[Collected data entries]
■ ■ ■
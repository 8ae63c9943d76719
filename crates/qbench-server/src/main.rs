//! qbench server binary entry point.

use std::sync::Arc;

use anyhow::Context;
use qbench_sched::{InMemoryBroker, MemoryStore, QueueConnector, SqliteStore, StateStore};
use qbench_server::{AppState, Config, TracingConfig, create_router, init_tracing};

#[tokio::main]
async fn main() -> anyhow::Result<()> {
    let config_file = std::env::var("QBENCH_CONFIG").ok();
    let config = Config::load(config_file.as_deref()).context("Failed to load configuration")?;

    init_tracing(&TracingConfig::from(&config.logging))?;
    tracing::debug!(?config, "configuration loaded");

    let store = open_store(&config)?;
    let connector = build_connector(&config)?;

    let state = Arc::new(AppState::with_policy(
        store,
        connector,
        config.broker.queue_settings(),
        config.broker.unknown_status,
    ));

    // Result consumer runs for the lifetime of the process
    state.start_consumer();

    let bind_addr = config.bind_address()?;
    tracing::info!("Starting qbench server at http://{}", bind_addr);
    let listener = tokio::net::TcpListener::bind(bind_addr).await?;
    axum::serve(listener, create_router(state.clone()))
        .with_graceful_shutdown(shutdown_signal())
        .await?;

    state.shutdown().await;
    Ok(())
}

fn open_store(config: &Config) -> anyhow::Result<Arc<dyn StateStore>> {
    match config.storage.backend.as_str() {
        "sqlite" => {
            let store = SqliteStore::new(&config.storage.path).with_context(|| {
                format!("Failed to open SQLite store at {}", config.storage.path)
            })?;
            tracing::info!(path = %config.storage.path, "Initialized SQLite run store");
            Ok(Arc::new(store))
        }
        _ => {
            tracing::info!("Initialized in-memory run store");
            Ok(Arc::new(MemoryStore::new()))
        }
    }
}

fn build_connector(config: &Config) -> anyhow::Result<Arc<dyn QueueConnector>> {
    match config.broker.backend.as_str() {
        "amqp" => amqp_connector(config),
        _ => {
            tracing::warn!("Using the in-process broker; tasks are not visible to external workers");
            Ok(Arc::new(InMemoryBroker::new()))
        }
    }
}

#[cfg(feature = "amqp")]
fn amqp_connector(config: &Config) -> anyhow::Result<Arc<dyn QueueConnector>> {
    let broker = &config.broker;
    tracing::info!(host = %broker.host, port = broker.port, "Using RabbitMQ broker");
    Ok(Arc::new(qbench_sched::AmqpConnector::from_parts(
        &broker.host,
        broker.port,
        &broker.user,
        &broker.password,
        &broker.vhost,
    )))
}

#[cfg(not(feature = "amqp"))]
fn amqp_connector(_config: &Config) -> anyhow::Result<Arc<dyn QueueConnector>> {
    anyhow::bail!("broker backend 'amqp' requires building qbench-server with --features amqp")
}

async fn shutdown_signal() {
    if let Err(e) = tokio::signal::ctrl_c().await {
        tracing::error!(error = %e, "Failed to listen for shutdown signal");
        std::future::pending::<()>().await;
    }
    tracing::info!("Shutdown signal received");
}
■ ■ ■
▶ Work required
Look for the string "await" in the entries above. Copy every line that has it.

▶ Task result
    let listener = tokio::net::TcpListener::bind(bind_addr).await?;
        .await?;
    state.shutdown().await;
    if let Err(e) = tokio::signal::ctrl_c().await {
        std::future::pending::<()>().await;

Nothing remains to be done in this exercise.